Let’s check for duplicate player instances:

Code

nfl_actualStats_career_player %>% 
  group_by(player_id) %>% 
  filter(n() > 1) %>% 
  head()

Code

nfl_actualStats_career_player_inclPost %>% 
  group_by(player_id) %>% 
  filter(n() > 1) %>% 
  head()

Code

save(
  nfl_actualStats_career_player, nfl_actualStats_career_player_inclPost,
  file = "./data/nfl_actualStats_career.RData"
)

4.4.1.3 Week-by-Week Statistics

We already load players’ week-by-week statistics above. Nevertheless, we could compute players’ weekly statistics from the play-by-play data using the following syntax:

TODO:

Decide whether to use calculate_stats() from nflfastR (Carl & Baldwin, 2024) or load_player_stats() from nflreadr (Ho & Carl, 2024).
Save/update data file in repo with the data generated from the relevant code, and follow the data file through the rest of the book, updating code as necessary.

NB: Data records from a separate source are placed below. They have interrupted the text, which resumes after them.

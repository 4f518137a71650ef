use std::ops::Index;

use super::{Ray, Vec3};

// Based on Physically Based Rendering 3rd ed.
// http://www.pbr-book.org/3ed-2018/Geometry_and_Transformations/Bounding_Boxes.html

/// Axis-aligned three-dimensional bounds.
#[derive(Copy, Clone, Debug, PartialEq)]
pub struct Bounds3 {
    /// The minimum extent of the bounds.
    pub p_min: Vec3,
    /// The maximum extent of the bounds.
    pub p_max: Vec3,
}

impl Bounds3 {
    /// Creates the smallest `Bounds3` that contains both points.
    pub fn new(p0: Vec3, p1: Vec3) -> Self {
        Self {
            p_min: p0.min(p1),
            p_max: p0.max(p1),
        }
    }

    /// Creates an empty `Bounds3` that any union will overwrite.
    pub fn empty() -> Self {
        Self {
            p_min: Vec3::splat(f32::MAX),
            p_max: Vec3::splat(f32::MIN),
        }
    }

    /// Returns `true` if this `Bounds3` contains no points.
    pub fn is_empty(&self) -> bool {
        self.p_min.x > self.p_max.x || self.p_min.y > self.p_max.y || self.p_min.z > self.p_max.z
    }

    /// Returns the union of this and `other`.
    pub fn union_b(&self, other: Bounds3) -> Self {
        Self {
            p_min: self.p_min.min(other.p_min),
            p_max: self.p_max.max(other.p_max),
        }
    }

    /// Returns the union of this and `p`.
    pub fn union_p(&self, p: Vec3) -> Self {
        Self {
            p_min: self.p_min.min(p),
            p_max: self.p_max.max(p),
        }
    }

    /// Returns the vector from `p_min` to `p_max`.
    pub fn diagonal(&self) -> Vec3 {
        self.p_max - self.p_min
    }

    /// Returns the center point.
    pub fn centroid(&self) -> Vec3 {
        (self.p_min + self.p_max) * 0.5
    }

    /// Finds the axis of the maximum extent of this `Bounds3`
    pub fn maximum_extent(&self) -> usize {
        let d = self.diagonal();
        if d.x > d.y && d.x > d.z {
            0
        } else if d.y > d.z {
            1
        } else {
            2
        }
    }

    /// Checks if `ray` hits this `Bounds3` within `[0, ray.t_max]`.
    /// `inv_dir` and `dir_is_neg` are precomputed from `ray` as an optimization.
    pub fn intersect(&self, ray: &Ray, inv_dir: Vec3, dir_is_neg: [bool; 3]) -> bool {
        let mut t0 = 0.0f32;
        let mut t1 = ray.t_max;
        for i in 0..3 {
            let near = (self[dir_is_neg[i] as usize][i] - ray.o[i]) * inv_dir[i];
            let far = (self[1 - (dir_is_neg[i] as usize)][i] - ray.o[i]) * inv_dir[i];
            // NaNs from 0 * inf on a slab boundary fail the comparisons and keep the old value
            if near > t0 {
                t0 = near;
            }
            if far < t1 {
                t1 = far;
            }
            if t0 > t1 {
                return false;
            }
        }
        true
    }
}

impl Default for Bounds3 {
    fn default() -> Self {
        Self::empty()
    }
}

impl Index<usize> for Bounds3 {
    type Output = Vec3;

    fn index(&self, i: usize) -> &Vec3 {
        match i {
            0 => &self.p_min,
            1 => &self.p_max,
            _ => panic!("Bounds3 index {} out of range", i),
        }
    }
}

Note 4.5: Downloading week-by-week statistics

Note: the following code takes a while to run.

Code

nfl_actualStats_weekly_player_raw <- nflfastR::calculate_stats(
  seasons = TRUE,
  summary_level = "week")

nfl_actualStats_weekly_team_raw <- nflfastR::calculate_stats(
  seasons = TRUE,
  summary_level = "week",
  stat_type = "team")

Code

save(
  nfl_actualStats_weekly_player_raw, nfl_actualStats_weekly_team_raw,
  file = "./data/nfl_actualStats_weekly_raw.RData"
)

Code

nfl_actualStats_weekly_player <- nfl_actualStats_weekly_player_raw %>% 
  select(player_id, season, week, everything()) %>% 
  arrange(player_display_name, player_id, season, week)

nfl_actualStats_weekly_team <- nfl_actualStats_weekly_team_raw %>% 
  select(season, week, team, everything()) %>% 
  arrange(season, week, team)

Let’s check for duplicate player-season-week instances:

Code

nfl_actualStats_weekly_player %>% 
  group_by(player_id, season, week) %>% 
  filter(n() > 1) %>% 
  head()

Code

nfl_actualStats_weekly_team %>% 
  group_by(team, season, week) %>% 
  filter(n() > 1) %>% 
  head()

Code

save(
  nfl_actualStats_weekly_player, nfl_actualStats_weekly_team,
  file = "./data/nfl_actualStats_weekly.RData"
)

4.4.2 Historical Actual Fantasy Points

Specify scoring settings:

4.4.2.1 Week-by-Week

Code

nfl_actualFantasyPoints_player_weekly_seasonalList <- list()
nfl_actualFantasyPoints_dst_weekly_seasonalList <- list()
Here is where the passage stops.